I know, it is a strange title, but today I discovered that for all the equal rights and independence I have I also want to be a woman, a girly girl! Really, I have tried for years to be practical and not indulgent but having lunch today with a colleague we both shared an "ah ha" moment.
So there we were, two fiftish women with really only work in common but something drew us together. I discovered that we had children of a similar age with similar temperaments and interests. The chat started at work and moved on to family and for a while local events. It was interesting to discover that we had come from similar roots. We were both feeling the stress of a job that fed the personality trait of doing more for someone, always being the giver, in a setting that had unrealistic expectations of how to do the job and look after ourselves in the process. Curious though, we both never seemed to change our behaviour.
We were enjoying lunch at a wonderful restaurant, "Blumen "in Picton, the setting of another world and despite the soggy prospect of rain the place totally charmed us. So much so we indulged in desert, or was it the chat?
We were able to sit out in the gazebo, the balmy breeze spread warm air through the structure. The humidity just enough to keep summer in mind while the eyes feasted on the rusty oranges and reds of the fall. the garden setting beyond the building was reminiscent of an English country garden and I smiled contentedly as I breathed in my surrounding.
As we began to share a bit more about our lives the dialogue focused briefly on our own self esteem. That being a bit of a risky topic for a new friendship we kept it light. Then she said something so profound I felt my eyes bulge and I laughed out loud! She said; " You know I was asked recently what I do for myself, and you know I could not think of one thing. It is strange how we loose sight of doing things for ourselves. Sometimes I see and hear women who have families talk about their shopping and their hair appointments and their diets and gym memberships and they look put together and I think " how dare you take care of yourself while you have a family! " Then I realise I don't hate them I just wish could put me in the mix and feel good about that."
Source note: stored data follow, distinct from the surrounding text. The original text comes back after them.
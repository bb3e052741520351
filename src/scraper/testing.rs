//! Loopback HTTP server for tests.

use std::sync::{Arc, Mutex};
use tokio::io::{AsyncReadExt, AsyncWriteExt};
use tokio::net::TcpListener;

/// Answers every request through `respond(path, nth_hit_on_path)` and
/// records the request paths (query string included).
pub struct TestServer {
    pub url: String,
    hits: Arc<Mutex<Vec<String>>>,
}

impl TestServer {
    pub async fn start<F>(respond: F) -> Self
    where
        F: Fn(&str, usize) -> (u16, String) + Send + Sync + 'static,
    {
        let listener = TcpListener::bind("127.0.0.1:0").await.unwrap();
        let addr = listener.local_addr().unwrap();
        let hits = Arc::new(Mutex::new(Vec::new()));
        let log = Arc::clone(&hits);

        tokio::spawn(async move {
            while let Ok((mut socket, _)) = listener.accept().await {
                let mut buf = Vec::new();
                let mut chunk = [0u8; 1024];
                loop {
                    let n = socket.read(&mut chunk).await.unwrap_or(0);
                    if n == 0 {
                        break;
                    }
                    buf.extend_from_slice(&chunk[..n]);
                    if buf.windows(4).any(|w| w == b"\r\n\r\n") {
                        break;
                    }
                }

                let request = String::from_utf8_lossy(&buf);
                let path = request.split_whitespace().nth(1).unwrap_or("/").to_string();
                let nth = {
                    let mut log = log.lock().unwrap();
                    log.push(path.clone());
                    log.iter().filter(|p| **p == path).count()
                };

                let (status, body) = respond(&path, nth);
                let response = format!(
                    "HTTP/1.1 {status} Test\r\nContent-Length: {}\r\nConnection: close\r\n\r\n{body}",
                    body.len()
                );
                let _ = socket.write_all(response.as_bytes()).await;
                let _ = socket.shutdown().await;
            }
        });

        Self {
            url: format!("http://{addr}"),
            hits,
        }
    }

    pub fn hits(&self) -> Vec<String> {
        self.hits.lock().unwrap().clone()
    }

    pub fn hits_on(&self, prefix: &str) -> usize {
        self.hits().iter().filter(|p| p.starts_with(prefix)).count()
    }
}
//! In-memory quote provider for tests.

use super::QuoteProvider;
use crate::models::QuoteRecord;
use anyhow::{Result, bail};
use async_trait::async_trait;
use std::collections::HashMap;
use std::sync::Mutex;

/// Answers from a fixed table keyed by provider symbol. Symbols without an
/// entry are silently dropped, like Yahoo does for unknown tickers.
#[derive(Default)]
pub struct StubProvider {
    quotes: HashMap<String, QuoteRecord>,
    fail_on: Option<String>,
    /// Returned with every successful batch regardless of the request.
    pub extra: Vec<QuoteRecord>,
    calls: Mutex<Vec<Vec<String>>>,
}

impl StubProvider {
    pub fn with_quote(
        mut self,
        symbol: &str,
        price: Option<f64>,
        dividend_yield: Option<f64>,
        trailing_yield: Option<f64>,
    ) -> Self {
        self.quotes.insert(
            symbol.to_string(),
            QuoteRecord {
                symbol: symbol.to_string(),
                regular_market_price: price,
                dividend_yield,
                trailing_annual_dividend_yield: trailing_yield,
            },
        );
        self
    }

    /// Fail any batch that contains `symbol`.
    pub fn failing_on(mut self, symbol: &str) -> Self {
        self.fail_on = Some(symbol.to_string());
        self
    }

    pub fn calls(&self) -> Vec<Vec<String>> {
        self.calls.lock().unwrap().clone()
    }

    pub fn call_count(&self) -> usize {
        self.calls.lock().unwrap().len()
    }
}

#[async_trait]
impl QuoteProvider for StubProvider {
    async fn quote(&self, symbols: &[String], _fields: &[&str]) -> Result<Vec<QuoteRecord>> {
        self.calls.lock().unwrap().push(symbols.to_vec());

        if let Some(bad) = &self.fail_on {
            if symbols.contains(bad) {
                bail!("provider unavailable");
            }
        }

        Ok(symbols
            .iter()
            .filter_map(|s| self.quotes.get(s).cloned())
            .chain(self.extra.iter().cloned())
            .collect())
    }
}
I high fived her and told her I know exactly what she means. Neither of us actually resents these women, we resent ourselves for not putting us first when it is our turn. We bleated on a bit more and then our lunch arrived, and so the topic moved to food and great experiences about food. My colleague then shared a bit about her daughter who had just come back from a university experience in Britain. Her daughter felt she missed the life style there and how spontaneous people were as they seemed to live in the moment. Since I was a former Brit, I felt I had to comment on that. I agreed with her daughter and I quietly reflected in my head on how over the years I had become less spontaneous. The next thing I know my brain has been hijacked and I am sharing with her my "spontaneous " visit to the city a couple of weekends ago. I told her how I struggled with the just going and being in the moment with my old friend. And this is where it gets good, she says; " well if your friend had just called and said "I need you," you would never have thought twice, but because it was about you having fun you stopped in your tracks to evaluate." It was certainly a light bulb moment for me. Even at 50 I am still evaluating and measuring everything I do in terms of how this will affect others. I am still struggling with putting me first. I know while she was dispensing advice for me the same light bulb was shining brightly in her head. I do believe at that moment we decided on desert.
So after the milk chocolate cheese cake and the stewed plum strudel with creme Anglaise we decided that we needed to book one of these enlightening lunches once a month. As we paid our bill we cooed and smiled and said thank you while wafting accolades everywhere about the wonderful lunch. We said our goodbyes and moved on into the rest of our day.
As I drove back to the office almost 40 minutes away, I had time to think about who I was growing up. Yes sure, strong and independent, but I was a ballet dancer who loved beautiful delicate things. I was a romantic who loved the sweeping off her feet kinds of experiences, doing things spontaneously, I liked being pretty and dressing well and loved , loved , loved my shoes!! I loved going to restaurants the fine dinning kinds, the limousines and glamorous life. Where did it all go? Well I could pay a shrink for a long time figuring it out, so I am not going to do that, but take that money and buy perfume, a yellow couch, new stilettos and frilly underwear so what if no one ever sees it I will know I am wearing it!
Today's shoulds are about taking more time, more solitude to rediscover who I am and nurture the frilly side of me, while balancing with the practical woman I have become.